One of the changes I really like in Visual Studio 2010 are optional parameters to method. Basically they allow you to specify a default value for each parameter and thus reduce the number of overloads to a method. Make sure to read to the end as there is a huge word of caution regarding optional parameters.Instead of having this:
private static string SomeMethod(int value)
{
    return SomeMethod(value, "Was Empty");
}

private static string SomeMethod(int value, string data)
{
    return string.Format("{0}: {1}", value, data);
}
You can just have this:
// static because it's a console app, no extra magic
private static string OptionalMethod(int value, string data = "Was Empty")
{
    return string.Format("{0}: {1}", value, data);
}
The nice thing about this feature is that it also works with .net 2/3. Why? Because it is implemented like this:
private static string OptionalMethod(int value,
                          [Optional, DefaultParameterValue("Was Empty")] string data)
{
    return string.Format("{0}: {1}", value, data);
}
Looks like a normal method (the longest overload) with some attributes.
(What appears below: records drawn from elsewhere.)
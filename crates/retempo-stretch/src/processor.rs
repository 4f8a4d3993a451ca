//! Processing session: configuration, push/pull protocol and state machine.

use crate::fifo::FifoSampleBuffer;
use crate::settings::StretchSettings;
use crate::stage::Stage;
use crate::stretcher::TimeStretcher;
use crate::transposer::RateTransposer;
use retempo_core::{Error, ErrorSlot, Result, SessionConfig};
use std::fmt;

/// Silence pushed per iteration while flushing.
const FLUSH_BLOCK_FRAMES: usize = 256;

/// Ratios closer to 1.0 than this are treated as identity.
const IDENTITY_EPSILON: f64 = 1e-6;

/// Lifecycle of a [`Processor`].
#[derive(Debug, Clone, Copy, PartialEq, Eq, Hash)]
pub enum SessionState {
    /// No configuration yet.
    Unconfigured,
    /// Configured, no input received.
    Configured,
    /// Input has been pushed.
    Accepting,
    /// Flushed, output still pending.
    Draining,
    /// Flushed and fully drained.
    Drained,
}

impl fmt::Display for SessionState {
    fn fmt(&self, f: &mut fmt::Formatter<'_>) -> fmt::Result {
        let name = match self {
            SessionState::Unconfigured => "unconfigured",
            SessionState::Configured => "configured",
            SessionState::Accepting => "accepting input",
            SessionState::Draining => "draining",
            SessionState::Drained => "drained",
        };
        f.write_str(name)
    }
}

/// Streaming tempo/pitch processor.
///
/// Samples are interleaved `f32`. Push input with [`put_samples`], pull
/// whatever is ready with [`receive_samples`], and call [`flush`] once the
/// input ends to release the buffered tail.
///
/// ```
/// use retempo_core::SessionConfig;
/// use retempo_stretch::Processor;
///
/// let mut processor = Processor::new();
/// processor.configure(SessionConfig::new(16000, 1).tempo(1.25)).unwrap();
/// processor.put_samples(&vec![0.0; 16000]).unwrap();
/// processor.flush().unwrap();
///
/// let mut out = vec![0.0; 1024];
/// let mut total = 0;
/// loop {
///     let n = processor.receive_samples(&mut out);
///     if n == 0 {
///         break;
///     }
///     total += n;
/// }
/// assert_eq!(total, 12800);
/// ```
///
/// [`put_samples`]: Processor::put_samples
/// [`receive_samples`]: Processor::receive_samples
/// [`flush`]: Processor::flush
pub struct Processor {
    settings: StretchSettings,
    config: Option<SessionConfig>,
    channels: usize,
    stages: Vec<Box<dyn Stage>>,
    output: FifoSampleBuffer,
    state: SessionState,
    /// Frames accepted by `put_samples`.
    frames_in: u64,
    /// Frames ever placed in the output queue.
    frames_produced: u64,
    /// Frames handed out by `receive_samples`.
    frames_received: u64,
    errors: ErrorSlot,
}

impl Default for Processor {
    fn default() -> Self {
        Self::new()
    }
}

impl Processor {
    pub fn new() -> Self {
        Self::with_settings(StretchSettings::default())
    }

    /// Processor using custom stretcher tuning.
    pub fn with_settings(settings: StretchSettings) -> Self {
        Self {
            settings,
            config: None,
            channels: 1,
            stages: Vec::new(),
            output: FifoSampleBuffer::new(1),
            state: SessionState::Unconfigured,
            frames_in: 0,
            frames_produced: 0,
            frames_received: 0,
            errors: ErrorSlot::new(),
        }
    }

    /// Create and configure in one step.
    pub fn with_config(config: SessionConfig) -> Result<Self> {
        let mut processor = Self::new();
        processor.configure(config)?;
        Ok(processor)
    }

    pub fn state(&self) -> SessionState {
        self.state
    }

    pub fn config(&self) -> Option<&SessionConfig> {
        self.config.as_ref()
    }

    pub fn settings(&self) -> &StretchSettings {
        &self.settings
    }

    /// Description of the most recent failure, or `""`.
    pub fn last_error(&self) -> &str {
        self.errors.last_error()
    }

    /// Start a new session.
    ///
    /// Allowed before any input has been pushed and after the previous
    /// session drained. Parameters are validated before anything changes.
    pub fn configure(&mut self, config: SessionConfig) -> Result<()> {
        let result = self.try_configure(config);
        self.errors.track(result)
    }

    fn try_configure(&mut self, config: SessionConfig) -> Result<()> {
        if matches!(self.state, SessionState::Accepting | SessionState::Draining) {
            return Err(Error::InvalidState(format!(
                "cannot reconfigure while {}; clear or drain the session first",
                self.state
            )));
        }
        config.validate()?;
        self.settings.validate()?;

        let channels = config.channels as usize;
        self.stages = build_pipeline(&config, &self.settings);
        self.channels = channels;
        self.output = FifoSampleBuffer::new(channels);
        self.config = Some(config);
        self.state = SessionState::Configured;
        self.reset_counters();

        let stage_names: Vec<&str> = self.stages.iter().map(|s| s.name()).collect();
        tracing::debug!(
            sample_rate = config.sample_rate,
            channels,
            tempo = config.tempo,
            pitch_semitones = config.pitch_semitones,
            rate = config.rate,
            stages = ?stage_names,
            "session configured"
        );
        Ok(())
    }

    /// Append interleaved input samples.
    ///
    /// `samples.len()` must be a whole number of frames. Output may or may
    /// not become available; the stretcher works on fixed-size sequences.
    pub fn put_samples(&mut self, samples: &[f32]) -> Result<()> {
        let result = self.try_put_samples(samples);
        self.errors.track(result)
    }

    fn try_put_samples(&mut self, samples: &[f32]) -> Result<()> {
        match self.state {
            SessionState::Unconfigured => {
                return Err(Error::InvalidState(
                    "put_samples called before configure".into(),
                ))
            }
            SessionState::Draining | SessionState::Drained => {
                return Err(Error::InvalidState(format!(
                    "put_samples called after flush (session is {})",
                    self.state
                )))
            }
            SessionState::Configured | SessionState::Accepting => {}
        }
        if samples.len() % self.channels != 0 {
            return Err(Error::InvalidParameter(format!(
                "{} samples is not a whole number of {}-channel frames",
                samples.len(),
                self.channels
            )));
        }

        self.state = SessionState::Accepting;
        let frames = samples.len() / self.channels;
        self.frames_in += frames as u64;

        match self.stages.first_mut() {
            None => {
                self.output.put_samples(samples);
                self.frames_produced += frames as u64;
            }
            Some(first) => {
                first.input_mut().put_samples(samples);
                self.run_pipeline();
            }
        }
        Ok(())
    }

    /// Copy up to `output.len() / channels` ready frames into `output`.
    ///
    /// Returns the number of frames written; 0 when nothing is ready, before
    /// configuration, and after the session has drained.
    pub fn receive_samples(&mut self, output: &mut [f32]) -> usize {
        if matches!(
            self.state,
            SessionState::Unconfigured | SessionState::Drained
        ) {
            return 0;
        }
        let frames = self.output.receive(output);
        self.frames_received += frames as u64;
        if self.state == SessionState::Draining && self.output.is_empty() {
            self.state = SessionState::Drained;
            tracing::debug!(frames_out = self.frames_received, "session drained");
        }
        frames
    }

    /// Signal end of input and release every buffered frame.
    ///
    /// A second call has no effect.
    pub fn flush(&mut self) -> Result<()> {
        let result = self.try_flush();
        self.errors.track(result)
    }

    fn try_flush(&mut self) -> Result<()> {
        match self.state {
            SessionState::Unconfigured => {
                Err(Error::InvalidState("flush called before configure".into()))
            }
            SessionState::Draining | SessionState::Drained => Ok(()),
            SessionState::Configured | SessionState::Accepting => {
                self.drain_pipeline();
                self.state = if self.output.is_empty() {
                    SessionState::Drained
                } else {
                    SessionState::Draining
                };
                Ok(())
            }
        }
    }

    /// Drop all buffered audio and return to [`SessionState::Configured`]
    /// with the same configuration.
    pub fn clear(&mut self) {
        if self.state == SessionState::Unconfigured {
            return;
        }
        for stage in &mut self.stages {
            stage.clear();
        }
        self.output.clear();
        self.reset_counters();
        self.errors.clear();
        self.state = SessionState::Configured;
    }

    /// Frames ready for [`receive_samples`](Self::receive_samples).
    pub fn frames_available(&self) -> usize {
        self.output.frames()
    }

    /// Frames accepted so far.
    pub fn input_frames(&self) -> u64 {
        self.frames_in
    }

    /// Frames handed out so far.
    pub fn output_frames(&self) -> u64 {
        self.frames_received
    }

    /// Input frames the pipeline holds back before output appears.
    pub fn latency_frames(&self) -> usize {
        let mut scale = 1.0;
        let mut total = 0.0;
        for stage in &self.stages {
            total += stage.latency_frames() as f64 / scale;
            scale *= stage.frame_ratio();
        }
        total.ceil() as usize
    }

    /// Output frames per input frame across the whole pipeline.
    fn reset_counters(&mut self) {
        self.frames_in = 0;
        self.frames_produced = 0;
        self.frames_received = 0;
    }

    /// Run every stage once, moving output down the chain.
    fn run_pipeline(&mut self) {
        for i in 0..self.stages.len() {
            self.stages[i].process();
            let (head, tail) = self.stages.split_at_mut(i + 1);
            let out = head[i].output_mut();
            match tail.first_mut() {
                Some(next) => {
                    next.input_mut().move_from(out);
                }
                None => {
                    self.frames_produced += self.output.move_from(out) as u64;
                }
            }
        }
    }

    /// Push silence until the expected output length is reached, then trim
    /// the output queue to exactly that length.
    fn drain_pipeline(&mut self) {
        if self.stages.is_empty() {
            return;
        }
        let speed = self.config.map_or(1.0, |c| c.speed_ratio());
        let ratio = 1.0 / speed;
        let target = (self.frames_in as f64 * ratio).round() as u64;

        let missing = target.saturating_sub(self.frames_produced) as f64;
        let budget_frames = self.latency_frames() as f64 + missing / ratio;
        let max_blocks = (budget_frames / FLUSH_BLOCK_FRAMES as f64).ceil() as usize * 2 + 16;

        let silence = vec![0.0f32; FLUSH_BLOCK_FRAMES * self.channels];
        let mut blocks = 0;
        while self.frames_produced < target && blocks < max_blocks {
            if let Some(first) = self.stages.first_mut() {
                first.input_mut().put_samples(&silence);
            }
            self.run_pipeline();
            blocks += 1;
        }
        if self.frames_produced < target {
            tracing::warn!(
                produced = self.frames_produced,
                target,
                "flush stopped short of the expected output length"
            );
        }

        let keep = target.saturating_sub(self.frames_received) as usize;
        let trimmed = self.output.truncate_frames(keep);
        self.frames_produced -= trimmed as u64;

        for stage in &mut self.stages {
            stage.clear();
        }
        tracing::debug!(
            frames_in = self.frames_in,
            target,
            silence_blocks = blocks,
            trimmed,
            "pipeline flushed"
        );
    }
}

/// Build the stage chain for a configuration.
///
/// Identity stages are left out entirely. When the transposer lengthens the
/// signal it runs before the stretcher, otherwise after.
fn build_pipeline(config: &SessionConfig, settings: &StretchSettings) -> Vec<Box<dyn Stage>> {
    if config.is_identity() {
        return Vec::new();
    }
    let channels = config.channels as usize;
    let tempo = config.virtual_tempo();
    let rate = config.virtual_rate();

    let stretcher = ((tempo - 1.0).abs() > IDENTITY_EPSILON)
        .then(|| TimeStretcher::new(channels, config.sample_rate, tempo, settings));
    let transposer = ((rate - 1.0).abs() > IDENTITY_EPSILON).then(|| {
        let taps = settings.anti_alias.then_some(settings.anti_alias_taps);
        RateTransposer::new(channels, rate, taps)
    });

    let mut stages: Vec<Box<dyn Stage>> = Vec::with_capacity(2);
    if rate <= 1.0 {
        if let Some(t) = transposer {
            stages.push(Box::new(t));
        }
        if let Some(s) = stretcher {
            stages.push(Box::new(s));
        }
    } else {
        if let Some(s) = stretcher {
            stages.push(Box::new(s));
        }
        if let Some(t) = transposer {
            stages.push(Box::new(t));
        }
    }
    stages
}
Are those attributes the magic? No, it's much simpler. If this is your calling code:
Console.WriteLine(OptionalMethod(1));
Console.WriteLine(OptionalMethod(2,"Test"));
Then this is how it looks in the compiled assembly:
Console.WriteLine(OptionalMethod(1, "Was Empty"));
Console.WriteLine(OptionalMethod(2, "Test"));
As you see, the compiler changes the method call to put in all optional parameters into the caller. This explains why this works with pre-.net 4 applications. However, this also explains the huge warning I want to give:Changing the optional parameter value will not change the behavior of your callers!Imagine you want to change the value to "No value specified". With the overload solution this is trivial:
private static string SomeMethod(int value)
{
    return SomeMethod(value, "No value specified");
}
Recompile your provider assembly and every consumer who uses that overload will get the new value. However, with optional parameters you have to re-compile each and every consumer assembly as well, so changing an optional parameter is a big, breaking change.Does that mean that Optional Parameters are evil and should be avoided at all costs? Some people might think so, but I think they are useful for variables that almost never change. Think about a function like SendMail(string server, int port = 25).However, I do object that ReSharper 5 offers the hint to introduce Optional Parameters too lightly: Edit: I gave the ReSharper guys bad credit. If the method is declared as public, it does not offer that hint. Sorry guys for not double checking that! This then makes complete sense, as Optional Parameters are fine and safe for private/internal members.I know too many people why blindly follow any advice that ReSharper give and that might see optional parameters as "Ohh, Shiny, no more Overloads!". Of course, you can argue that developers should know their stuff and deserve to fall hard on their face once they rolled it out as a big API and suddenly realize they have to recompile/redeploy dozens or hundreds of consumer assemblies because of a change. I am however not a fan of this type of developer elitism and would have preferred if ReSharper would not show that hint by default.Just my 2 cents though.